# Snoring puppy



## emt1581 (Sep 5, 2008)

Within the past week or so I've notice that when my pup conks out he snores. I don't mean like gurgling/choking...just the lazy inhalation you might hear from your spouse on the other side of the bed.

He's a light sleeper, looks a little groggy when you wake him but other than that no visable issues...is this normal?

Thanks!

-Emt1581


----------



## Lucy Dog (Aug 10, 2008)

mine snores, twitches, kicks, etc.... so you're not alone with the snoring. Not sure if yours does it too, but I think they're dreaming about running and chasing squirrels when they twitch and kick like that.
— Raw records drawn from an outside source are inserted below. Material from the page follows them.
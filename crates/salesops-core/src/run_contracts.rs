use crate::ContractError;
use chrono::{DateTime, Utc};
use serde::{Deserialize, Serialize};
use std::fmt;
use std::str::FromStr;
use uuid::Uuid;

/// Name of the append-only observation log watched for new rows.
pub const RAW_SALES_STREAM: &str = "raw_sales";

#[derive(Debug, Default, Clone, Copy, Serialize, Deserialize, PartialEq, Eq, Hash)]
#[serde(rename_all = "SCREAMING_SNAKE_CASE")]
pub enum RunPhase {
    #[default]
    Idle,
    Features,
    Training,
    Comparing,
    Monitoring,
    Done,
    Failed,
}

impl RunPhase {
    pub fn as_str(&self) -> &'static str {
        match self {
            RunPhase::Idle => "IDLE",
            RunPhase::Features => "FEATURES",
            RunPhase::Training => "TRAINING",
            RunPhase::Comparing => "COMPARING",
            RunPhase::Monitoring => "MONITORING",
            RunPhase::Done => "DONE",
            RunPhase::Failed => "FAILED",
        }
    }

    /// Stage that follows this one on the success path.
    pub fn next(&self) -> Option<RunPhase> {
        match self {
            RunPhase::Idle => Some(RunPhase::Features),
            RunPhase::Features => Some(RunPhase::Training),
            RunPhase::Training => Some(RunPhase::Comparing),
            RunPhase::Comparing => Some(RunPhase::Monitoring),
            RunPhase::Monitoring => Some(RunPhase::Done),
            RunPhase::Done | RunPhase::Failed => None,
        }
    }

    pub fn is_terminal(&self) -> bool {
        matches!(self, RunPhase::Done | RunPhase::Failed)
    }
}

impl fmt::Display for RunPhase {
    fn fmt(&self, f: &mut fmt::Formatter<'_>) -> fmt::Result {
        f.write_str(self.as_str())
    }
}

impl FromStr for RunPhase {
    type Err = ContractError;

    fn from_str(input: &str) -> Result<Self, Self::Err> {
        match input.trim().to_uppercase().as_str() {
            "IDLE" => Ok(RunPhase::Idle),
            "FEATURES" => Ok(RunPhase::Features),
            "TRAINING" => Ok(RunPhase::Training),
            "COMPARING" => Ok(RunPhase::Comparing),
            "MONITORING" => Ok(RunPhase::Monitoring),
            "DONE" => Ok(RunPhase::Done),
            "FAILED" => Ok(RunPhase::Failed),
            other => Err(ContractError::UnknownLabel {
                kind: "run phase",
                value: other.to_string(),
            }),
        }
    }
}

#[derive(Debug, Clone, Copy, Serialize, Deserialize, PartialEq, Eq)]
#[serde(rename_all = "SCREAMING_SNAKE_CASE")]
pub enum RunStatus {
    Success,
    Failed,
}

impl RunStatus {
    pub fn as_str(&self) -> &'static str {
        match self {
            RunStatus::Success => "SUCCESS",
            RunStatus::Failed => "FAILED",
        }
    }
}

impl fmt::Display for RunStatus {
    fn fmt(&self, f: &mut fmt::Formatter<'_>) -> fmt::Result {
        f.write_str(self.as_str())
    }
}

impl FromStr for RunStatus {
    type Err = ContractError;

    fn from_str(input: &str) -> Result<Self, Self::Err> {
        match input.trim().to_uppercase().as_str() {
            "SUCCESS" => Ok(RunStatus::Success),
            "FAILED" => Ok(RunStatus::Failed),
            other => Err(ContractError::UnknownLabel {
                kind: "run status",
                value: other.to_string(),
            }),
        }
    }
}

/// One orchestrator execution, persisted once `phase` is DONE or FAILED.
#[derive(Debug, Clone, PartialEq, Serialize, Deserialize)]
pub struct PipelineRun {
    pub run_id: String,
    pub phase: RunPhase,
    pub status: RunStatus,
    pub records_processed: u64,
    pub started_at: DateTime<Utc>,
    pub finished_at: DateTime<Utc>,
    pub trigger_position: i64,
    #[serde(default, skip_serializing_if = "Option::is_none")]
    pub feature_fingerprint: Option<String>,
    pub message: String,
}

impl PipelineRun {
    pub fn new_run_id() -> String {
        format!("run-{}", Uuid::new_v4())
    }

    pub fn duration_ms(&self) -> i64 {
        (self.finished_at - self.started_at).num_milliseconds()
    }
}

#[derive(Debug, Clone, Copy, Serialize, Deserialize, PartialEq, Eq)]
#[serde(rename_all = "SCREAMING_SNAKE_CASE")]
pub enum TriggerKind {
    Stream,
}

impl TriggerKind {
    pub fn as_str(&self) -> &'static str {
        match self {
            TriggerKind::Stream => "STREAM",
        }
    }
}

impl FromStr for TriggerKind {
    type Err = ContractError;

    fn from_str(input: &str) -> Result<Self, Self::Err> {
        match input.trim().to_uppercase().as_str() {
            "STREAM" => Ok(TriggerKind::Stream),
            other => Err(ContractError::UnknownLabel {
                kind: "trigger kind",
                value: other.to_string(),
            }),
        }
    }
}

/// Records that the change detector fired and a run was started.
#[derive(Debug, Clone, PartialEq, Serialize, Deserialize)]
pub struct TriggerLogEntry {
    pub logged_at: DateTime<Utc>,
    pub run_id: String,
    pub trigger_kind: TriggerKind,
    pub new_rows: u64,
    pub from_position: i64,
    pub to_position: i64,
}

#[cfg(test)]
mod tests {
    use super::*;

    #[test]
    fn phases_walk_the_success_path_in_order() {
        let mut phase = RunPhase::Idle;
        let mut visited = vec![phase];
        while let Some(next) = phase.next() {
            visited.push(next);
            phase = next;
        }
        assert_eq!(
            visited,
            vec![
                RunPhase::Idle,
                RunPhase::Features,
                RunPhase::Training,
                RunPhase::Comparing,
                RunPhase::Monitoring,
                RunPhase::Done,
            ]
        );
        assert!(RunPhase::Failed.is_terminal());
        assert!(RunPhase::Failed.next().is_none());
    }

    #[test]
    fn run_ids_are_unique() {
        assert_ne!(PipelineRun::new_run_id(), PipelineRun::new_run_id());
        assert!(PipelineRun::new_run_id().starts_with("run-"));
    }

    #[test]
    fn labels_parse_case_insensitively() {
        assert_eq!("monitoring".parse::<RunPhase>().expect("phase"), RunPhase::Monitoring);
        assert_eq!("Failed".parse::<RunStatus>().expect("status"), RunStatus::Failed);
        assert_eq!("stream".parse::<TriggerKind>().expect("kind"), TriggerKind::Stream);
        assert!("paused".parse::<RunPhase>().is_err());
    }
}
I also have a cavalier king charles spaniel that snores so loud when he sleep he can put some diesel trucks to shame. I'm sure its completely normal and nothing to worry about.


----------



## DukesMyDog (Dec 7, 2008)

I think it's ridiculously cute.... but then im not being kept awake here..


----------



## Caledon (Nov 10, 2008)

my pup used to snore, but I haven't noticed her snoring lately.

It is cute in a puppy but very annoying in a husband. LOL.


----------



## angelaw (Dec 14, 2001)

also annoying in a 12.5 yr old senior gal who sleeps on the bed!!! She can get pretty loud, lol


----------



## SouthernThistle (Nov 16, 2005)

Try a 5 mths old pitbull puppy who snores...and has bad night-time farts :\


----------